RECORDS FOR THIS EXERCISE:

_ _ _

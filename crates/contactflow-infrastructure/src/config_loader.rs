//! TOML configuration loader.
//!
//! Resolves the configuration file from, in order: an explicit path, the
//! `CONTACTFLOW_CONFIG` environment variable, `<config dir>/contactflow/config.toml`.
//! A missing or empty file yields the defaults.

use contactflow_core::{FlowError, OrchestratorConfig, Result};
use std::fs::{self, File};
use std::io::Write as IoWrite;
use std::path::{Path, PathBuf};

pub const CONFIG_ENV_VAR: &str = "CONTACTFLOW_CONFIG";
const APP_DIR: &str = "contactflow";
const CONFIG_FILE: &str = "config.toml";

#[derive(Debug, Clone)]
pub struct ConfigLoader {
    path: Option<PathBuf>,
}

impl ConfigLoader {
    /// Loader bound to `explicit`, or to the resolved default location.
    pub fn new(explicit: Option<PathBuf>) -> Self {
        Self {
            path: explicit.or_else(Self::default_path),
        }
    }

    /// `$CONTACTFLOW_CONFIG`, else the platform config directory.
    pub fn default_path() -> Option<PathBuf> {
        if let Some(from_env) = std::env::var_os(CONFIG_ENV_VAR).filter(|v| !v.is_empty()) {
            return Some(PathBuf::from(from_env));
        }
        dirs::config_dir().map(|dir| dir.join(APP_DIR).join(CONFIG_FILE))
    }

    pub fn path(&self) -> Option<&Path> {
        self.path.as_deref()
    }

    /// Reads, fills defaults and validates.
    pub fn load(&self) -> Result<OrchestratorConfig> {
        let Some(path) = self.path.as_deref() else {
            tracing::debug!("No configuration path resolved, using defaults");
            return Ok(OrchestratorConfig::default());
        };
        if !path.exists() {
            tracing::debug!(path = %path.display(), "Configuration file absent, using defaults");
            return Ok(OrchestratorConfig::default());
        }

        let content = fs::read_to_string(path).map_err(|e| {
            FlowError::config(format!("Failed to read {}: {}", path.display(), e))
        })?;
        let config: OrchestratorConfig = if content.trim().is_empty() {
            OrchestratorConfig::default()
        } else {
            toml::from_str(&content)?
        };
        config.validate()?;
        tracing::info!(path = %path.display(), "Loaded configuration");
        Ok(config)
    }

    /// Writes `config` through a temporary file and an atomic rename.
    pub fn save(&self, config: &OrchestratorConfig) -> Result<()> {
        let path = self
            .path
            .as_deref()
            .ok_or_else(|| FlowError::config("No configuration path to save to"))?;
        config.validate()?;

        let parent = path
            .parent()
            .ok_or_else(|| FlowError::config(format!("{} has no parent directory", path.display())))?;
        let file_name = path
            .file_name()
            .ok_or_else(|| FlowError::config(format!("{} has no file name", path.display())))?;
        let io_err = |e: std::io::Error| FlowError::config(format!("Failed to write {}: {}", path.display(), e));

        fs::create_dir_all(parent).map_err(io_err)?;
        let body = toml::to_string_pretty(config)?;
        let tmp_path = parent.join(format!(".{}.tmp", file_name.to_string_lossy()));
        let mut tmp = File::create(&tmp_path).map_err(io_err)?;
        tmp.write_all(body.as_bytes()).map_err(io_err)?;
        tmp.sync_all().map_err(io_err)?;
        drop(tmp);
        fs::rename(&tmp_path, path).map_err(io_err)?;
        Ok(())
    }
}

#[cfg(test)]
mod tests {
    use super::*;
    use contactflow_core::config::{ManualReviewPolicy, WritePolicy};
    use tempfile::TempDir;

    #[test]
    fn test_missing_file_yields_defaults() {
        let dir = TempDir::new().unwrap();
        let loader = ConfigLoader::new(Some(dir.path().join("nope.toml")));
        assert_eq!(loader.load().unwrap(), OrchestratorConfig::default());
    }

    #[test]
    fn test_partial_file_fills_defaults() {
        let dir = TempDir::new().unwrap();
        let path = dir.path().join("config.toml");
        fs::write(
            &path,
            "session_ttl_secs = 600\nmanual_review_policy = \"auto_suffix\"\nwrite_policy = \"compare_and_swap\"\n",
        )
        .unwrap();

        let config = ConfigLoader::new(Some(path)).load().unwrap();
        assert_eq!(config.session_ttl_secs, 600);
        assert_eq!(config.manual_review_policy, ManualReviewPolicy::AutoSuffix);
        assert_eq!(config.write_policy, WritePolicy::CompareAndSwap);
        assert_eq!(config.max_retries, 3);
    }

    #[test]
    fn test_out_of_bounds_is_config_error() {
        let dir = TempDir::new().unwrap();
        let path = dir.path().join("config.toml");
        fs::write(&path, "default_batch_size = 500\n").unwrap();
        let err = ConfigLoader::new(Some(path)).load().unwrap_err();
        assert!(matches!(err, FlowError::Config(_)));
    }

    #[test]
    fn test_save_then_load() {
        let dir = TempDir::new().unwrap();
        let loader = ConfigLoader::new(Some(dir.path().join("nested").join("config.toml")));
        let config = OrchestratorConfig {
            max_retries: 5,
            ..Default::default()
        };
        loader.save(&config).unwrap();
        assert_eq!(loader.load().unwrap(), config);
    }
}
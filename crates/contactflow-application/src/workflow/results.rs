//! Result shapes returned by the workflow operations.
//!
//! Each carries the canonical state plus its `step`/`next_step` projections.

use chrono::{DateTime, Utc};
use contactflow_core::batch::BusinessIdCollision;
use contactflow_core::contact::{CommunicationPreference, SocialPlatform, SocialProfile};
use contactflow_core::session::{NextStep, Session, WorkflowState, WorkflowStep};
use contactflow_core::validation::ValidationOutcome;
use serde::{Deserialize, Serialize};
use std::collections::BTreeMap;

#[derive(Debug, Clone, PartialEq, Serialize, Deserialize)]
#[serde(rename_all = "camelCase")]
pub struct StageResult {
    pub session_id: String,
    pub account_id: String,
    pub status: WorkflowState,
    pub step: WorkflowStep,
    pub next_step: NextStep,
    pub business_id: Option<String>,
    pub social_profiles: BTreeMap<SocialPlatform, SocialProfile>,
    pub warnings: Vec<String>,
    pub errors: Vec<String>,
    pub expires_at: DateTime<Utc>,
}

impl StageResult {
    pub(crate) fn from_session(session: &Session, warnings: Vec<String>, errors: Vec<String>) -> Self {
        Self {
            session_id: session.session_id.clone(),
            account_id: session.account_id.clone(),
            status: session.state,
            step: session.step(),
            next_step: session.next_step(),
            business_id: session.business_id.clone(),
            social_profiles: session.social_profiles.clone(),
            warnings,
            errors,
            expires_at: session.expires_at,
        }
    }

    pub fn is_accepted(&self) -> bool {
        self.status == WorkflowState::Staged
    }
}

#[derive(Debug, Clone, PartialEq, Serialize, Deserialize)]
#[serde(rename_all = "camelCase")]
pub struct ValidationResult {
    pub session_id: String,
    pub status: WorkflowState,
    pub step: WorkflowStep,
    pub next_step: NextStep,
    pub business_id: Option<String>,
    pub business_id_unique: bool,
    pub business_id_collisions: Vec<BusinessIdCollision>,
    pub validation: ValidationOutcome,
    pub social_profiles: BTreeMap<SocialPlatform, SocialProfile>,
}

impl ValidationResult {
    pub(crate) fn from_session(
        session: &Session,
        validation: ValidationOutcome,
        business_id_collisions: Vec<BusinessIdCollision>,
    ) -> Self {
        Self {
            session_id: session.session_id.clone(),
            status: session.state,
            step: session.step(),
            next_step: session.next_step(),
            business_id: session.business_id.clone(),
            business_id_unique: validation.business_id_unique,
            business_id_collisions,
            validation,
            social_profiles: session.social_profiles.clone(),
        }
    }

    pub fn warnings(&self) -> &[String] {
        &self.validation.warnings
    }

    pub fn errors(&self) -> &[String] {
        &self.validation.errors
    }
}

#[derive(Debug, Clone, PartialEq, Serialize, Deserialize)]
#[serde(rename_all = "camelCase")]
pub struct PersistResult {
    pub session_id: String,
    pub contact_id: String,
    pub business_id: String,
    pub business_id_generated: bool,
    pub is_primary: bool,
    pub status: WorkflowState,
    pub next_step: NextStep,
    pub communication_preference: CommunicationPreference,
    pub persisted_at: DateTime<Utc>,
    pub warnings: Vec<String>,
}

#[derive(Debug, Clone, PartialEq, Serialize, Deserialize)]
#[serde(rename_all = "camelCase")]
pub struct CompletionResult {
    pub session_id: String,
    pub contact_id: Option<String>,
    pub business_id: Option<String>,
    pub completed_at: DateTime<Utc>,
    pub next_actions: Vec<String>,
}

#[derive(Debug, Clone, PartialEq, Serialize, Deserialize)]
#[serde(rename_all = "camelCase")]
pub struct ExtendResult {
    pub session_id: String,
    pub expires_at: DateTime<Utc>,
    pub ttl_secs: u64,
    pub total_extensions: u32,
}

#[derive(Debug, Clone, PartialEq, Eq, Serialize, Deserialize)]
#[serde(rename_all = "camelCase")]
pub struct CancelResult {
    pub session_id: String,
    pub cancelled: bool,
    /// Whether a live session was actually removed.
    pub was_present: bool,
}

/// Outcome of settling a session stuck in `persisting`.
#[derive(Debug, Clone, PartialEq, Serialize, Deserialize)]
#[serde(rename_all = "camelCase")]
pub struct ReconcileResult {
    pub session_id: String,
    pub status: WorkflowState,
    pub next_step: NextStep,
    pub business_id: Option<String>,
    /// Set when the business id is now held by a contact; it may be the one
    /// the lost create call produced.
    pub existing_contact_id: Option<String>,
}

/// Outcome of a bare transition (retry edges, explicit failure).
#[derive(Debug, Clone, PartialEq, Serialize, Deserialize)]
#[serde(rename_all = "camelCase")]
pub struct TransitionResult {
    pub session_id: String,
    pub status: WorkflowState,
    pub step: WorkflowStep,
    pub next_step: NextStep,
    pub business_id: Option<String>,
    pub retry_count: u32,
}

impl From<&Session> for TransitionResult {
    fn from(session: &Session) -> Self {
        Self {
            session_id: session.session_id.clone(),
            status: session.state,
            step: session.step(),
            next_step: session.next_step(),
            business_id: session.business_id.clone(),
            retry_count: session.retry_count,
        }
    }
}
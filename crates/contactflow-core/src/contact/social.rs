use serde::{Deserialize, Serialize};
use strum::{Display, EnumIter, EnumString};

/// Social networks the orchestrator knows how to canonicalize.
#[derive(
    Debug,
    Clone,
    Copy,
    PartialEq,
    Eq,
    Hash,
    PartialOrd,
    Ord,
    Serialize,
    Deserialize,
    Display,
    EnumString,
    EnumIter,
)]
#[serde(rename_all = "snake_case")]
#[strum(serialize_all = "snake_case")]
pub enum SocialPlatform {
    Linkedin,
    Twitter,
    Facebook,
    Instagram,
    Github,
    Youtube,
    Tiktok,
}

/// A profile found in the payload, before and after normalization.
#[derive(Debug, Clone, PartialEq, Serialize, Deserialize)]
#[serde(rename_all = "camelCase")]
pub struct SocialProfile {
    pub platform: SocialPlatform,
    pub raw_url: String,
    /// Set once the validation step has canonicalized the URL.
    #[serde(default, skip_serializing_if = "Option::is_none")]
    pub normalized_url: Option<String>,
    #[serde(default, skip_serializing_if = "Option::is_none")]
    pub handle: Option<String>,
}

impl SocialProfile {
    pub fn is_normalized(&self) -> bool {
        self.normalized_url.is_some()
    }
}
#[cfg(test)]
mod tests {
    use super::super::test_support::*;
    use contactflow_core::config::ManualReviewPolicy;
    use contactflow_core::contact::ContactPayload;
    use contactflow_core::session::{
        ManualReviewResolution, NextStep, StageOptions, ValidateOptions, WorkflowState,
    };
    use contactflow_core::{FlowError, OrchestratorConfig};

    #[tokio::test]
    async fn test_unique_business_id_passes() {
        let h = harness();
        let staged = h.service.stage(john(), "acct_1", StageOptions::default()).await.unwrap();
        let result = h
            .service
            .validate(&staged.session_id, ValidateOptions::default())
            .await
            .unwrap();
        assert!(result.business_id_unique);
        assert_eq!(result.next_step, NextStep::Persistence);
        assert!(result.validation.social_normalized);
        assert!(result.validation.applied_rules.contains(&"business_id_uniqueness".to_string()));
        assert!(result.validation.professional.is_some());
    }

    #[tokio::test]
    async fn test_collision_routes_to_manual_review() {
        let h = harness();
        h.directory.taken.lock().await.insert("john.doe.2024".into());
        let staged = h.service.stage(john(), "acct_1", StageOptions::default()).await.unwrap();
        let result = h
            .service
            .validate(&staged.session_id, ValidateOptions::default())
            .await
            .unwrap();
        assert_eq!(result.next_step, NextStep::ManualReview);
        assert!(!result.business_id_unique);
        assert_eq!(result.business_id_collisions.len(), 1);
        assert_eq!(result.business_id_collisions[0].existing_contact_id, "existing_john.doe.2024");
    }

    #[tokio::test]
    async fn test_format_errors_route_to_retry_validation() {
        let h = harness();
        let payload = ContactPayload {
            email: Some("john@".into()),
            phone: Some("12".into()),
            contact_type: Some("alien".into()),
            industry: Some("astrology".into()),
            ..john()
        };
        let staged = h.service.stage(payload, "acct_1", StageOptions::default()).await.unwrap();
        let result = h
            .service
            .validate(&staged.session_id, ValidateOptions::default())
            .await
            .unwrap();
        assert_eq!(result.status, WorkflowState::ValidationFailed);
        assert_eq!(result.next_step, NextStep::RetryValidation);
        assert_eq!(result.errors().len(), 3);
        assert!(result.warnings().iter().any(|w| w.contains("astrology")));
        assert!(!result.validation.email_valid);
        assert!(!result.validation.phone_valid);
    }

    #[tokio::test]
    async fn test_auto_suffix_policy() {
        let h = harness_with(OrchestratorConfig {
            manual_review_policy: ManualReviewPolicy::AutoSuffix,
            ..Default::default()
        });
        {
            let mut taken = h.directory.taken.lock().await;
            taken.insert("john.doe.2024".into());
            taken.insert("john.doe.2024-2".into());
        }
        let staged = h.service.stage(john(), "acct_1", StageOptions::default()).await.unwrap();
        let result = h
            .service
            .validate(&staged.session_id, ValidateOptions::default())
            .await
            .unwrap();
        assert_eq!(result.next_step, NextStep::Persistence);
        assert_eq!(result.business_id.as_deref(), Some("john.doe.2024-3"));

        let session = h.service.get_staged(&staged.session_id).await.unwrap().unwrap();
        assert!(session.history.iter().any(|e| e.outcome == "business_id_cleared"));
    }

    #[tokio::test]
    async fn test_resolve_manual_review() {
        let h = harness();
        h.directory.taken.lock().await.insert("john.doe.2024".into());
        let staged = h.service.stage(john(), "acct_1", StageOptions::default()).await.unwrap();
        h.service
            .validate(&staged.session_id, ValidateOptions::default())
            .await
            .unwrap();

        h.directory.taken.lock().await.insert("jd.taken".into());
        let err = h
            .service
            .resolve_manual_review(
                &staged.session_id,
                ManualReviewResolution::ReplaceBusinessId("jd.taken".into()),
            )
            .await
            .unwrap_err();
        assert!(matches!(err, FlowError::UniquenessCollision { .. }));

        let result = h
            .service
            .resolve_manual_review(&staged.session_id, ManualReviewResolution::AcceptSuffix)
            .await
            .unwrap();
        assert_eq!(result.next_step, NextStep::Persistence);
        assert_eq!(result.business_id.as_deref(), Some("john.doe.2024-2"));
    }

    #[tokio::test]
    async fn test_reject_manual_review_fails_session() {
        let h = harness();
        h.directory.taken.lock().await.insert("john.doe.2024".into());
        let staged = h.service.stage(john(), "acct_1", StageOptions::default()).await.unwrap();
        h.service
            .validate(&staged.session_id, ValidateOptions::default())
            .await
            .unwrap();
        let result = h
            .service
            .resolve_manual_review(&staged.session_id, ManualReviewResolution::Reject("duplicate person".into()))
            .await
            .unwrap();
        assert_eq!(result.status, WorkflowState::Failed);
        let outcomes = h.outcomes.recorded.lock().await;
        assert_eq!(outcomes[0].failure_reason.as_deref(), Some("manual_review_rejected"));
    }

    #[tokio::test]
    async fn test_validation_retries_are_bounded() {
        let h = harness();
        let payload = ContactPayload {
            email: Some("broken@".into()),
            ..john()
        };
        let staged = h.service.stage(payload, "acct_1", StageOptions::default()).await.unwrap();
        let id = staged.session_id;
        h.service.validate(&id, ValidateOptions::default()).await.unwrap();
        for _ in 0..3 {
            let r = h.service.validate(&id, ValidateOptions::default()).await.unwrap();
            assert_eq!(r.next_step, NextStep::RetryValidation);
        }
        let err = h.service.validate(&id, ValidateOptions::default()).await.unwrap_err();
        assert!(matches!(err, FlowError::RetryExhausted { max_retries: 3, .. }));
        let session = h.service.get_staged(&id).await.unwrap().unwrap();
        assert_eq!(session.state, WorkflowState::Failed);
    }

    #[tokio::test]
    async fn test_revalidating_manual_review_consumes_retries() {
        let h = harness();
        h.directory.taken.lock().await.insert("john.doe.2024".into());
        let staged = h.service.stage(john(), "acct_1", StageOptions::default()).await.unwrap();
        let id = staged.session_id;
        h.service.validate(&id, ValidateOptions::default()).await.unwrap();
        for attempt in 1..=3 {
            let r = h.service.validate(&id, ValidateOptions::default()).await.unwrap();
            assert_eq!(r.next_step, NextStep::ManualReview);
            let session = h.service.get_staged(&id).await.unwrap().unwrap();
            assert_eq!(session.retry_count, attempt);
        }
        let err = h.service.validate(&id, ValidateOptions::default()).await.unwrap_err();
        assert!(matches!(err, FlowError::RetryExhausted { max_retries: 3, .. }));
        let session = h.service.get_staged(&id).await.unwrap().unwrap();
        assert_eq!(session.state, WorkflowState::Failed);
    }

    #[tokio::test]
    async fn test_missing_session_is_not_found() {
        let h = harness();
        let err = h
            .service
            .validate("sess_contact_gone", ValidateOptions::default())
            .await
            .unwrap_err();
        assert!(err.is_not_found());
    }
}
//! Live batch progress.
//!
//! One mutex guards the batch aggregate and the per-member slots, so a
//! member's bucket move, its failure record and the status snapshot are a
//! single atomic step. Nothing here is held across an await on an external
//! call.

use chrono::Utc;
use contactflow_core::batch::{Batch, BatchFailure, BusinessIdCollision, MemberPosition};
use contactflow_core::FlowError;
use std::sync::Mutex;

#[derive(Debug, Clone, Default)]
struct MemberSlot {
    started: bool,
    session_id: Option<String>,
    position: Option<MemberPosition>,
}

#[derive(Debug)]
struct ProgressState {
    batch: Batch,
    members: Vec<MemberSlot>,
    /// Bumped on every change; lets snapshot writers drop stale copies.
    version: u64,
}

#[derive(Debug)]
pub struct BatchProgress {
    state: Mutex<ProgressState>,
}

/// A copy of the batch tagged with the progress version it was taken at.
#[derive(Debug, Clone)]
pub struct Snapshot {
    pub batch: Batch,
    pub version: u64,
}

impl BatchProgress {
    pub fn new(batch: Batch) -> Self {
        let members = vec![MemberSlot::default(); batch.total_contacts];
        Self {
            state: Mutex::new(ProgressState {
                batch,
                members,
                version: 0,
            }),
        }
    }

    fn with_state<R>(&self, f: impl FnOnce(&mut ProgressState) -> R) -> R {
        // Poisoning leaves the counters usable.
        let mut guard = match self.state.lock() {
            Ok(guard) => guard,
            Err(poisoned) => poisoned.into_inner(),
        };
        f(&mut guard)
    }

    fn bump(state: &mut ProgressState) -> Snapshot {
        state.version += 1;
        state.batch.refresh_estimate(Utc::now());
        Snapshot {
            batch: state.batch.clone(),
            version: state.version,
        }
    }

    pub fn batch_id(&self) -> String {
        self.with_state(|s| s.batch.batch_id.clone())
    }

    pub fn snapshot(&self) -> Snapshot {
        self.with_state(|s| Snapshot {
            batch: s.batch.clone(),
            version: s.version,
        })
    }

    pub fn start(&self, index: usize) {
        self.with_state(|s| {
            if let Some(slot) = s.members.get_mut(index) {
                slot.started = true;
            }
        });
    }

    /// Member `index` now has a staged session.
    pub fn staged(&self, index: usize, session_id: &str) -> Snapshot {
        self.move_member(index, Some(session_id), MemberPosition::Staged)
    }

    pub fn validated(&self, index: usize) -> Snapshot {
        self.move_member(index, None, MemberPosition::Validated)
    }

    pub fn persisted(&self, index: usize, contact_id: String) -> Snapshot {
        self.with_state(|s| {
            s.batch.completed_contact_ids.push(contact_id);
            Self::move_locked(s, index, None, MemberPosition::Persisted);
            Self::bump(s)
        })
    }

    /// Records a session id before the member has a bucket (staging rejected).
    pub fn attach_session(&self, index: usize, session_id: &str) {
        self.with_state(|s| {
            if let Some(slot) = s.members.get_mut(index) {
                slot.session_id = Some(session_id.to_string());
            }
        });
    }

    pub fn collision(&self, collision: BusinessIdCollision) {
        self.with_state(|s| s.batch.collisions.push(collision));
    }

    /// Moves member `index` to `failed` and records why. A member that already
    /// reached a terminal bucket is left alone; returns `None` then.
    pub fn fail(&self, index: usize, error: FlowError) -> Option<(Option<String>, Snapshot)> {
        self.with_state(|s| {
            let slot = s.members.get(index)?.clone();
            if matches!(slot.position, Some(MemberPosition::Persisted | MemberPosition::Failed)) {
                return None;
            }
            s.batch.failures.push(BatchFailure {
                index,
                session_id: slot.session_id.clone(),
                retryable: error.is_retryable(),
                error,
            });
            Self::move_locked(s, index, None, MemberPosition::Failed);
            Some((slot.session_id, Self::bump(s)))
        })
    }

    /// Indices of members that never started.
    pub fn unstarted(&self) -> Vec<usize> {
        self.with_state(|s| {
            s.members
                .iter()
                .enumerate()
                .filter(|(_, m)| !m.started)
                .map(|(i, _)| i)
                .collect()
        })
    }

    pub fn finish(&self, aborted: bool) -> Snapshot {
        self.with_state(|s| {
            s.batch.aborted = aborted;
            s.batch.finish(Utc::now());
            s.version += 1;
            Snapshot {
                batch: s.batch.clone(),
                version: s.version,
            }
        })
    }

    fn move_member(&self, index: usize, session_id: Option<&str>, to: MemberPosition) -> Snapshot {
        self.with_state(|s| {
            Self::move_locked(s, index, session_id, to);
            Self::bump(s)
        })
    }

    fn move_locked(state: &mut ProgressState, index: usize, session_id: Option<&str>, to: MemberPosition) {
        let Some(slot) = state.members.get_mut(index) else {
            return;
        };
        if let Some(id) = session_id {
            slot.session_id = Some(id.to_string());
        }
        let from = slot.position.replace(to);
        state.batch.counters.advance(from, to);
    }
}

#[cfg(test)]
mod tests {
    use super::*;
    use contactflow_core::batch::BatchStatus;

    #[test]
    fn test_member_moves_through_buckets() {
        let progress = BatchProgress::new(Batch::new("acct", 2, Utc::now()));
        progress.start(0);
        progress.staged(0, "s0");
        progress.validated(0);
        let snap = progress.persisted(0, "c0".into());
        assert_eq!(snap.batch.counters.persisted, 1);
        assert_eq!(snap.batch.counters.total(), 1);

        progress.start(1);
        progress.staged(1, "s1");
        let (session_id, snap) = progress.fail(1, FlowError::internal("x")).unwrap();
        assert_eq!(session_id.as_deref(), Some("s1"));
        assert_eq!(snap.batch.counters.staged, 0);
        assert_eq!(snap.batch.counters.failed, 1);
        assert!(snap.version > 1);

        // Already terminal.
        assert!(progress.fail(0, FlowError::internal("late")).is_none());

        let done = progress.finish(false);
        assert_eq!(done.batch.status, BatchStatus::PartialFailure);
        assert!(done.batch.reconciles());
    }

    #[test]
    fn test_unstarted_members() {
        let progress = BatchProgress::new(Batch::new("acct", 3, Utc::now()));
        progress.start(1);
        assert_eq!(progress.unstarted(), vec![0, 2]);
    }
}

_ _ _

THE PROBLEM: Using the listing, copy every line where the word "that" shows up.

SOLUTION FOR THIS TASK:
    /// Moves member `index` to `failed` and records why. A member that already
    /// Indices of members that never started.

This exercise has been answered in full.